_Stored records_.
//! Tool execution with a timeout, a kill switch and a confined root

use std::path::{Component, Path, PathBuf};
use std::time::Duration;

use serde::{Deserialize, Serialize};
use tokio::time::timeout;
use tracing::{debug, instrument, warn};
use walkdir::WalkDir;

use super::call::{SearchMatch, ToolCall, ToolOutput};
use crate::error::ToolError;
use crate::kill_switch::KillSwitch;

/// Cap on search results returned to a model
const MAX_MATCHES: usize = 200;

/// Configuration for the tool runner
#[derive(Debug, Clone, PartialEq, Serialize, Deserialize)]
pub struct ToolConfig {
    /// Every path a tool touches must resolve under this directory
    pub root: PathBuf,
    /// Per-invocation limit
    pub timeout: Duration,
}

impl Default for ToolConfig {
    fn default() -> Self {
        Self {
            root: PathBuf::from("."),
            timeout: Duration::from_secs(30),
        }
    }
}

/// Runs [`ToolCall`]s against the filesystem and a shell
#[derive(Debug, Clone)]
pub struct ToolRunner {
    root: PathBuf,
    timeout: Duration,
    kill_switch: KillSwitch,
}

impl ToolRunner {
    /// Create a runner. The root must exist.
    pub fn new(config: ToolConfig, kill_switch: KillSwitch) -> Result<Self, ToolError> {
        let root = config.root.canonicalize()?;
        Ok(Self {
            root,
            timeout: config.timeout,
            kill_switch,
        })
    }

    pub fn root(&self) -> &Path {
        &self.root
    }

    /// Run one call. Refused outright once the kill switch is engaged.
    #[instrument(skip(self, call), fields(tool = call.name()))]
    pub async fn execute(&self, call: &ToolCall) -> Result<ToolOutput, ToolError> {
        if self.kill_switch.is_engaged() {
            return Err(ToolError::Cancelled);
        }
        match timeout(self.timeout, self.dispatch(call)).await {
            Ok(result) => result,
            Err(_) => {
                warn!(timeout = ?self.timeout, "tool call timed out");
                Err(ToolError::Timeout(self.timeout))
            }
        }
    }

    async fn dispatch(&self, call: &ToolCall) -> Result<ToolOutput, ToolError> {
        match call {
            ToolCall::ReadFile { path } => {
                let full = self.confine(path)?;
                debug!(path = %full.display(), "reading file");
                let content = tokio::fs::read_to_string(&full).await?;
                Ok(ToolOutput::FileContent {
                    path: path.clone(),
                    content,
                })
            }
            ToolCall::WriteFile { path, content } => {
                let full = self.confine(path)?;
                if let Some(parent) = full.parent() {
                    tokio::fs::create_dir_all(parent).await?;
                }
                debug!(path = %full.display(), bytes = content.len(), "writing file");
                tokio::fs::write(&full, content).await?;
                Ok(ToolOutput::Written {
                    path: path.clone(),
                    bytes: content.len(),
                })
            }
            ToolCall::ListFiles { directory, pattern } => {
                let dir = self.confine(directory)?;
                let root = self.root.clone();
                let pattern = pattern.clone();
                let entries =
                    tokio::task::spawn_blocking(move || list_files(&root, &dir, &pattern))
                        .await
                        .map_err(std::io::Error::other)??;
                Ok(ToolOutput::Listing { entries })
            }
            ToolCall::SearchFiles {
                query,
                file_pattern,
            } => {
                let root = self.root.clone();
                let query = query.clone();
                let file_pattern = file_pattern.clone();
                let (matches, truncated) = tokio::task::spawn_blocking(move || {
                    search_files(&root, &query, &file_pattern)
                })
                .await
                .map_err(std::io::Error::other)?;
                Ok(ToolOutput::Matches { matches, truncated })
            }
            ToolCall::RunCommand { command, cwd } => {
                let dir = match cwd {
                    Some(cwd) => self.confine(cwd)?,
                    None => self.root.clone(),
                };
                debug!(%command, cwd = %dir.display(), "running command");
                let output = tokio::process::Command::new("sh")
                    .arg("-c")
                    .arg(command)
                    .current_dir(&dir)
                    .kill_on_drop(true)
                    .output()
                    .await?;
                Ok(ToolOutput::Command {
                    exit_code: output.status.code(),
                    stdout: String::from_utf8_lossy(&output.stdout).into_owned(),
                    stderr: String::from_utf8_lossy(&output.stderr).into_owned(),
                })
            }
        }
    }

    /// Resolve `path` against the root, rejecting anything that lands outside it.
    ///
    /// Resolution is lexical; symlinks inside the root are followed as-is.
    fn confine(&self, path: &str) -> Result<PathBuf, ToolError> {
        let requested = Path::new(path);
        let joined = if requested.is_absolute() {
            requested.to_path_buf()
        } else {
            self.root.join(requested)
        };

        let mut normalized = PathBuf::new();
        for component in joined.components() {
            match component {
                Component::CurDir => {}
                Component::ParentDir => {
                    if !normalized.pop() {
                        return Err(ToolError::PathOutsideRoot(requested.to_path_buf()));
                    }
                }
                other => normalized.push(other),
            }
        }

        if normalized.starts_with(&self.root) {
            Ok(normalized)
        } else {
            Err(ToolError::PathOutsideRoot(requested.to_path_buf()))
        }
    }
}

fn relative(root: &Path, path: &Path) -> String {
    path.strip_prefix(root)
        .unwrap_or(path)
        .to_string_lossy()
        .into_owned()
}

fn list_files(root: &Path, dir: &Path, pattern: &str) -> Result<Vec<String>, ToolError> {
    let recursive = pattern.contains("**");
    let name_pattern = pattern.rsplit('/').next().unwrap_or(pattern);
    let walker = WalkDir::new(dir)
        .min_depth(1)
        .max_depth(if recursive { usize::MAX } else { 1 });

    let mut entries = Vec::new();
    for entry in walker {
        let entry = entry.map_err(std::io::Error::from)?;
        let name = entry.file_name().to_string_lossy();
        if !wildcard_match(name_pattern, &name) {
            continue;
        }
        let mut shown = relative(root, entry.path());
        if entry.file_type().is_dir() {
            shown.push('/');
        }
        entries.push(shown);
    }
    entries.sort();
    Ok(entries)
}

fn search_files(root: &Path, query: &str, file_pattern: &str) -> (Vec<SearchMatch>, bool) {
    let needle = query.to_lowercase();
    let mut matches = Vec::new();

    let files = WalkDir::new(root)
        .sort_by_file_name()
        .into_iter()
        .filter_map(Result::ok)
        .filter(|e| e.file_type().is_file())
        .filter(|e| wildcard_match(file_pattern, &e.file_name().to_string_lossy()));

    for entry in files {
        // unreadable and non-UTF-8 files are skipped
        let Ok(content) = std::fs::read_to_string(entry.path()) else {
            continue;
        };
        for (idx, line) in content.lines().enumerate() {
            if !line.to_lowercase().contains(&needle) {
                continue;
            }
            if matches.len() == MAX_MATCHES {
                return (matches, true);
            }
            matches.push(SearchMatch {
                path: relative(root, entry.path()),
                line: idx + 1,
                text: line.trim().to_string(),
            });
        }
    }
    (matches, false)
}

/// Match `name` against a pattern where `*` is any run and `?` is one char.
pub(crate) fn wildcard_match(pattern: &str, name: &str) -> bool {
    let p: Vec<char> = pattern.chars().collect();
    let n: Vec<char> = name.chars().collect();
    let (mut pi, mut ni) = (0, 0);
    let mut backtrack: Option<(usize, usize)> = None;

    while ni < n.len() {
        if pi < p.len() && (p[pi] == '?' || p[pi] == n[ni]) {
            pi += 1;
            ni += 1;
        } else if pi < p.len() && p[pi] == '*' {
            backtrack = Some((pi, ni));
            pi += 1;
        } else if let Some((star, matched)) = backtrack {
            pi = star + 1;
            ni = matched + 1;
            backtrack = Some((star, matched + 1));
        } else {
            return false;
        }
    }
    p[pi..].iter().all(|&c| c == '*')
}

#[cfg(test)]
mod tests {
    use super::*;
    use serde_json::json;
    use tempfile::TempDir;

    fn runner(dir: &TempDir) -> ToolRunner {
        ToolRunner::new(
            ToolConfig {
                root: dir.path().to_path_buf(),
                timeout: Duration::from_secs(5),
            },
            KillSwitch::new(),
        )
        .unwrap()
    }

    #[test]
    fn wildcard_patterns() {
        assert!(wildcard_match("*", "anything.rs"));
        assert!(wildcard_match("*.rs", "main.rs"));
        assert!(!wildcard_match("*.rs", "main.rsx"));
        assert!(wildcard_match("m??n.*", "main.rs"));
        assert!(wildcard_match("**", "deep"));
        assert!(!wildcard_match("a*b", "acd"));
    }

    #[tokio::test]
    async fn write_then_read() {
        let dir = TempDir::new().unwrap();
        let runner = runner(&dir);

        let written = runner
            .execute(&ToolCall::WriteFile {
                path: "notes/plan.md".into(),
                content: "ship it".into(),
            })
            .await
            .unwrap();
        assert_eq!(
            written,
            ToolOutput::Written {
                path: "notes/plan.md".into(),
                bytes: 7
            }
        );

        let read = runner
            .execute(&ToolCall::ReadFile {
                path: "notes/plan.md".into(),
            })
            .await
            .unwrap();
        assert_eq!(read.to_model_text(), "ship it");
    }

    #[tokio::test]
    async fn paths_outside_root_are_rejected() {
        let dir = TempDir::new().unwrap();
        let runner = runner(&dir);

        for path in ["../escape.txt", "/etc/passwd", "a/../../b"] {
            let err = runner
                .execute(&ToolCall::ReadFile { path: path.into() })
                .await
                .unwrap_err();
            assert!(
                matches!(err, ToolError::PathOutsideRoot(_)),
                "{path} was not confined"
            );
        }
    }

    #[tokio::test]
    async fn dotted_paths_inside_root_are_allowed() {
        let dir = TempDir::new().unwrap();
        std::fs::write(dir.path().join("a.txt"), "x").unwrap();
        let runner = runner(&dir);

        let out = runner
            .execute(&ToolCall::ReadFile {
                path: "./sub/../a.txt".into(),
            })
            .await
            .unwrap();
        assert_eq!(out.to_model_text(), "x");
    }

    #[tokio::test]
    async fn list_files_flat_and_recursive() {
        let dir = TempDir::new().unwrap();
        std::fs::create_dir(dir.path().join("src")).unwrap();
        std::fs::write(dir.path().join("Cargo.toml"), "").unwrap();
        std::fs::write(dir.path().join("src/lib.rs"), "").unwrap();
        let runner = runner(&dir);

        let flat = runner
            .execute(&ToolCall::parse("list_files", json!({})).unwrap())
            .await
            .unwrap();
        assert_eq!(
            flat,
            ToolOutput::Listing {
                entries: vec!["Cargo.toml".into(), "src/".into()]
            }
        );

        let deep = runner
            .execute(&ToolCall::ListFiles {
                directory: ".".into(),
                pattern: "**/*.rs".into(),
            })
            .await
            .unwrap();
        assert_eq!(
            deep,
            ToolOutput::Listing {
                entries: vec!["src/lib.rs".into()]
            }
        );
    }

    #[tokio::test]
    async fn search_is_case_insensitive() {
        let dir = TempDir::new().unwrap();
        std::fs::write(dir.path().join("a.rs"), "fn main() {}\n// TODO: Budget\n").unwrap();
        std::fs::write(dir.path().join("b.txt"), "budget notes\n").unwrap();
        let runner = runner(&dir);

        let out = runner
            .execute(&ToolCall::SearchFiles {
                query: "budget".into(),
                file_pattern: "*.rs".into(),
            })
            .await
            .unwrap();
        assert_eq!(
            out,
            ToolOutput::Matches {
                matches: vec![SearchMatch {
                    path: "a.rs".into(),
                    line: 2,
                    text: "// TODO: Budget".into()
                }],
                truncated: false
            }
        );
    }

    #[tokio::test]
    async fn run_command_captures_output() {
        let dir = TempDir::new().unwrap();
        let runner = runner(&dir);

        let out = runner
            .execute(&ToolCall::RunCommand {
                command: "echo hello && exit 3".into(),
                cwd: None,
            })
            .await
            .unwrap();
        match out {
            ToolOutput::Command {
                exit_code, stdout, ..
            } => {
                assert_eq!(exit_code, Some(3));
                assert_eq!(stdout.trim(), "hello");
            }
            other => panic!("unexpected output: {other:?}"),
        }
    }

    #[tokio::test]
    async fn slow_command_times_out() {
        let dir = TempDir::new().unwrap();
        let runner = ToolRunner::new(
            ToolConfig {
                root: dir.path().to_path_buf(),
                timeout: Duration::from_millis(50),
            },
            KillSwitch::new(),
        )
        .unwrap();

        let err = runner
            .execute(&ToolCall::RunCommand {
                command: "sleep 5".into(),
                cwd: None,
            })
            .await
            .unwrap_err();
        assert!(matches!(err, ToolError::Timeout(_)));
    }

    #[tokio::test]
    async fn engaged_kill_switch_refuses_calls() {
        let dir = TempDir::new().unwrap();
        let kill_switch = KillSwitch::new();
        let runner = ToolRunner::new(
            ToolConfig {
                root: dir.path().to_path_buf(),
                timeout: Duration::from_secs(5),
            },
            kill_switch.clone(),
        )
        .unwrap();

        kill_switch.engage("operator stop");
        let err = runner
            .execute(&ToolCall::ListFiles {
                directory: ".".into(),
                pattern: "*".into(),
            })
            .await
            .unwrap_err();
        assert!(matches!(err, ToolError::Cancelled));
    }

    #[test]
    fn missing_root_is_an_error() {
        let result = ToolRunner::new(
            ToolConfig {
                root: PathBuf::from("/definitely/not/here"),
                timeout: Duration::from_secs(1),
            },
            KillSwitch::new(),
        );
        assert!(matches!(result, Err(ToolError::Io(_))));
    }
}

==

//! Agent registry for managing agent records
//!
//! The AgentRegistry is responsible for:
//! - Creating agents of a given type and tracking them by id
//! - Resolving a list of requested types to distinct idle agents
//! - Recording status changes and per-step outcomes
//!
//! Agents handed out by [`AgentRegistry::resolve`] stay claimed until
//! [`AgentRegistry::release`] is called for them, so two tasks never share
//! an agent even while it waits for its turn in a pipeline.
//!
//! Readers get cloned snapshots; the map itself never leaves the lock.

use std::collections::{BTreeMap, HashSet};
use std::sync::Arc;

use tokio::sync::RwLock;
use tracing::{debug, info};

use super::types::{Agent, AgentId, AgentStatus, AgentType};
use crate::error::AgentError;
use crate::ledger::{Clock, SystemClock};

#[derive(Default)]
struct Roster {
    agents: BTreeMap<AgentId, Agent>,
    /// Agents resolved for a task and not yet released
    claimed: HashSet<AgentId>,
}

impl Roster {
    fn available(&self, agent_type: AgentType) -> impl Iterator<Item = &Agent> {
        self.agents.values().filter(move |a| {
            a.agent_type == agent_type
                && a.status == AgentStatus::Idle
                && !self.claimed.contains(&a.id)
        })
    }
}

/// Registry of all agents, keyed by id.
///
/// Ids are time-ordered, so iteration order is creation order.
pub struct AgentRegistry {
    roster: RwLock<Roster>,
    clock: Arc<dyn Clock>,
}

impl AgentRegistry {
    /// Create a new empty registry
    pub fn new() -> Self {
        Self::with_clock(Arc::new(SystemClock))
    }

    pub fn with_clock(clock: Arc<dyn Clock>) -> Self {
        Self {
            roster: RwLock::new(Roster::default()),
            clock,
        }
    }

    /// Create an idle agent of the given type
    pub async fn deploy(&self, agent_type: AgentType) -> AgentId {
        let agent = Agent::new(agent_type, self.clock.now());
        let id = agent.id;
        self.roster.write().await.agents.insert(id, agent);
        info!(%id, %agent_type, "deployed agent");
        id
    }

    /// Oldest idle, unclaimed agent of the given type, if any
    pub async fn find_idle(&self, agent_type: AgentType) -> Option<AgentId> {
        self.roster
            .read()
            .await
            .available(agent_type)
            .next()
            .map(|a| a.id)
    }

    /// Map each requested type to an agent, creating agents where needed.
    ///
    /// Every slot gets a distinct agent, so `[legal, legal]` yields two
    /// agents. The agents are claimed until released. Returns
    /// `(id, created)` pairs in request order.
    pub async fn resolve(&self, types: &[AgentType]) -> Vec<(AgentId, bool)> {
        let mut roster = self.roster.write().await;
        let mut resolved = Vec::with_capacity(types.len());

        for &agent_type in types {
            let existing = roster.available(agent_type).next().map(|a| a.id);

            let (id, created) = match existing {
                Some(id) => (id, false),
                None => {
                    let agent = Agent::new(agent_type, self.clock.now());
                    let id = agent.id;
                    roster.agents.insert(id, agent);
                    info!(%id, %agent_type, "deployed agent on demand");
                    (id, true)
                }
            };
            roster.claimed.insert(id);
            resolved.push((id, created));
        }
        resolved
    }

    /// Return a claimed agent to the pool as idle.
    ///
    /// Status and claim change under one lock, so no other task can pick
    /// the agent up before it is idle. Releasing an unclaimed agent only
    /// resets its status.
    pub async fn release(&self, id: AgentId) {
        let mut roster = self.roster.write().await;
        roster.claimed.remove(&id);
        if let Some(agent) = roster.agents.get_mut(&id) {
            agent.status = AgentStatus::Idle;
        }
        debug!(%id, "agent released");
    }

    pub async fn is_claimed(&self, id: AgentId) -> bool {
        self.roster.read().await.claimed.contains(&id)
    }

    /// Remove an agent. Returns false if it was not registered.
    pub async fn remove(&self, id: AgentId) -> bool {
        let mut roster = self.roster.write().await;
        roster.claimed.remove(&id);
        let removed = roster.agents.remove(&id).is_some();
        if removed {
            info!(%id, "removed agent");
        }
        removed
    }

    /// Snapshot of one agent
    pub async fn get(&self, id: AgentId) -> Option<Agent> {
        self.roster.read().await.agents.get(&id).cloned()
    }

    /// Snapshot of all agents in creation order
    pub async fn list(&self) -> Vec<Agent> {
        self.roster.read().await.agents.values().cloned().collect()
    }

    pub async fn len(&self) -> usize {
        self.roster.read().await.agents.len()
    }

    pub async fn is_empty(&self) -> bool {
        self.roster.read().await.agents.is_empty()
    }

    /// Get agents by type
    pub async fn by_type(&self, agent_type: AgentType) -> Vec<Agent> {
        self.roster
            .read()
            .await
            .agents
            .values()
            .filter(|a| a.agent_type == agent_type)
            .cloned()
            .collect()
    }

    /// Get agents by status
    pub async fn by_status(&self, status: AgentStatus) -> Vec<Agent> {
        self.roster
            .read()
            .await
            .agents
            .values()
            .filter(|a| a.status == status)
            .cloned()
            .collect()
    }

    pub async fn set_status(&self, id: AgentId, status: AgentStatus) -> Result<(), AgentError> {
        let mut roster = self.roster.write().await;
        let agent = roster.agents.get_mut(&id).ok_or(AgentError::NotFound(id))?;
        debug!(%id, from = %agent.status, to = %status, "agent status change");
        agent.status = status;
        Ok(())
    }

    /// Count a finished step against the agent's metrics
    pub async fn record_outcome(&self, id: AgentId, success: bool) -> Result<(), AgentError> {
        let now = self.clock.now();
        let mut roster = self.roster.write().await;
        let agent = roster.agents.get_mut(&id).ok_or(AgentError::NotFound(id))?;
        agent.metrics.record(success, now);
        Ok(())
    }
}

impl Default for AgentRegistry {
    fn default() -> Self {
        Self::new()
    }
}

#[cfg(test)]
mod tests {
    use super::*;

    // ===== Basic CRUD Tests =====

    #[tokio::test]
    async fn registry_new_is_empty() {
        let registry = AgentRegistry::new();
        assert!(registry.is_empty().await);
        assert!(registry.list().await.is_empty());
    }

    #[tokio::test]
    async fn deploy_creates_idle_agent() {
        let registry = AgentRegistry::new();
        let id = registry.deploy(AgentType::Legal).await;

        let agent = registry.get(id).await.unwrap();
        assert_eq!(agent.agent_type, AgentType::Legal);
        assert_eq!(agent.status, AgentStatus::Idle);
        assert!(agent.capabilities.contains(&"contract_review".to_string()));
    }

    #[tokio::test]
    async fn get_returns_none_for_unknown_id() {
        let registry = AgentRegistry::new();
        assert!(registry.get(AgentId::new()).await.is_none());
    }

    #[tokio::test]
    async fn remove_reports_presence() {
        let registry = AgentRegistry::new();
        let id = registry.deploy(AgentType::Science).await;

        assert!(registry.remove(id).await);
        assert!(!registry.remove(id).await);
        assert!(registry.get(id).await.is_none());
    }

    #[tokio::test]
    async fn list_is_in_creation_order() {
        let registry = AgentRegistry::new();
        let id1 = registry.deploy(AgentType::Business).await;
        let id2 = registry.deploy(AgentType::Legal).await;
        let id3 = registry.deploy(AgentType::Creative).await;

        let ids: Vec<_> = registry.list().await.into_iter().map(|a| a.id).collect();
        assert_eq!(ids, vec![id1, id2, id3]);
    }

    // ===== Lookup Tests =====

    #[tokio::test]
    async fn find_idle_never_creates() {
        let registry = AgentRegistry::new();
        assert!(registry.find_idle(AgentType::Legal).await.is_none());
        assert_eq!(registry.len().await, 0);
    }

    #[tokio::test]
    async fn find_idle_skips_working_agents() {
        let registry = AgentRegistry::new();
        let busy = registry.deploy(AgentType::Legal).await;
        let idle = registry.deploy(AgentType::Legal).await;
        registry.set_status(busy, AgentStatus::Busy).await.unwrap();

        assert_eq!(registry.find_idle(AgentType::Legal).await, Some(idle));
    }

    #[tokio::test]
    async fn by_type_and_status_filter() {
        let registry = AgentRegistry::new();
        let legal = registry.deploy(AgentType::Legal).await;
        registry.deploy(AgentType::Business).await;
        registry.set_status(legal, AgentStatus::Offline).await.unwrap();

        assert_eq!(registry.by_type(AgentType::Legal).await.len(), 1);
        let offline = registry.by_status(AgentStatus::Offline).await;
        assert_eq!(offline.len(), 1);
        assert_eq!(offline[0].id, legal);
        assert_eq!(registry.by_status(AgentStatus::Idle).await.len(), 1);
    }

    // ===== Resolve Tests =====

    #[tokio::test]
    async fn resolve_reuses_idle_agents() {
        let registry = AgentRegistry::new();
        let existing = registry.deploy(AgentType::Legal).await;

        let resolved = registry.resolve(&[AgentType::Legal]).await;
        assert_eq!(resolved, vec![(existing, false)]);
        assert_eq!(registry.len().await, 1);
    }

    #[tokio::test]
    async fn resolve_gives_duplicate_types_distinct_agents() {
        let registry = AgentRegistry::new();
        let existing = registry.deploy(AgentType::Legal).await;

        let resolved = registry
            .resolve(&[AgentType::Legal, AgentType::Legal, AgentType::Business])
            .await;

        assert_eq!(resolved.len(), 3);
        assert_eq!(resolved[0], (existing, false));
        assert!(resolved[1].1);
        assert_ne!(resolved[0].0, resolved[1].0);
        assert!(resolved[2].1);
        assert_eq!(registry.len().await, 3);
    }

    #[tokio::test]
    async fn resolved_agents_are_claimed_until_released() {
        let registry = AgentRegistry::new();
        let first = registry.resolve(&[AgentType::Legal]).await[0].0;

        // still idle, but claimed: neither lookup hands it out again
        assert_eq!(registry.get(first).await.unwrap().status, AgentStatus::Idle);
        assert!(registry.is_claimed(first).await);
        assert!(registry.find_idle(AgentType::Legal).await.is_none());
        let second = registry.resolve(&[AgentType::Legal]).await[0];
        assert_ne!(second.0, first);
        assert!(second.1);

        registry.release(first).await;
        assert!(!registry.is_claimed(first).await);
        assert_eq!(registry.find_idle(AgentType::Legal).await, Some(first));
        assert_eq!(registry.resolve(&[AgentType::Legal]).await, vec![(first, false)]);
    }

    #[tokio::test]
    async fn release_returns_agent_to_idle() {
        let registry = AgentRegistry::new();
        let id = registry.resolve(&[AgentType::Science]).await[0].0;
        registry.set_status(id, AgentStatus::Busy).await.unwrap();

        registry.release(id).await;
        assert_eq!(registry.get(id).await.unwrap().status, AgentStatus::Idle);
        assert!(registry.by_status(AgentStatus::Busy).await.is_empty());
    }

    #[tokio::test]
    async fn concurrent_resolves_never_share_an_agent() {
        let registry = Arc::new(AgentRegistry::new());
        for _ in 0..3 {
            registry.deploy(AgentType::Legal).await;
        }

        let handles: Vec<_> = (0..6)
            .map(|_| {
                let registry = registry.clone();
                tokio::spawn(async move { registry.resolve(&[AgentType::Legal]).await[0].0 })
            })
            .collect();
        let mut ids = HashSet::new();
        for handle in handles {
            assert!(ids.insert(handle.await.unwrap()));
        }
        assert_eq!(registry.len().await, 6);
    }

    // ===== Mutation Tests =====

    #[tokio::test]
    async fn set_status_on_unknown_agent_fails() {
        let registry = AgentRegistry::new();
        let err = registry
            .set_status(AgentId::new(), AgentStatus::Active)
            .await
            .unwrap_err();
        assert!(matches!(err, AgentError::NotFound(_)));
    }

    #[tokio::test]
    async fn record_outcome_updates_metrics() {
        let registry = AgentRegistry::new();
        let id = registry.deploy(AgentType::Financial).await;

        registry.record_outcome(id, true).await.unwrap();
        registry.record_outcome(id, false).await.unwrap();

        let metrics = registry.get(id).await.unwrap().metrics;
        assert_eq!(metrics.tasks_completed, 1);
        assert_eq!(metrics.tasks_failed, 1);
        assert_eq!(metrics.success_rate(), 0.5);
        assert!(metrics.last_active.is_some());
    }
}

_Work order_.
Set down, from the entries above, exactly the lines from the one with "a confined root" up to and including the one with "pub struct ToolConfig", and no other lines.

_Answer for this exercise_.
//! Tool execution with a timeout, a kill switch and a confined root

use std::path::{Component, Path, PathBuf};
use std::time::Duration;

use serde::{Deserialize, Serialize};
use tokio::time::timeout;
use tracing::{debug, instrument, warn};
use walkdir::WalkDir;

use super::call::{SearchMatch, ToolCall, ToolOutput};
use crate::error::ToolError;
use crate::kill_switch::KillSwitch;

/// Cap on search results returned to a model
const MAX_MATCHES: usize = 200;

/// Configuration for the tool runner
#[derive(Debug, Clone, PartialEq, Serialize, Deserialize)]
pub struct ToolConfig {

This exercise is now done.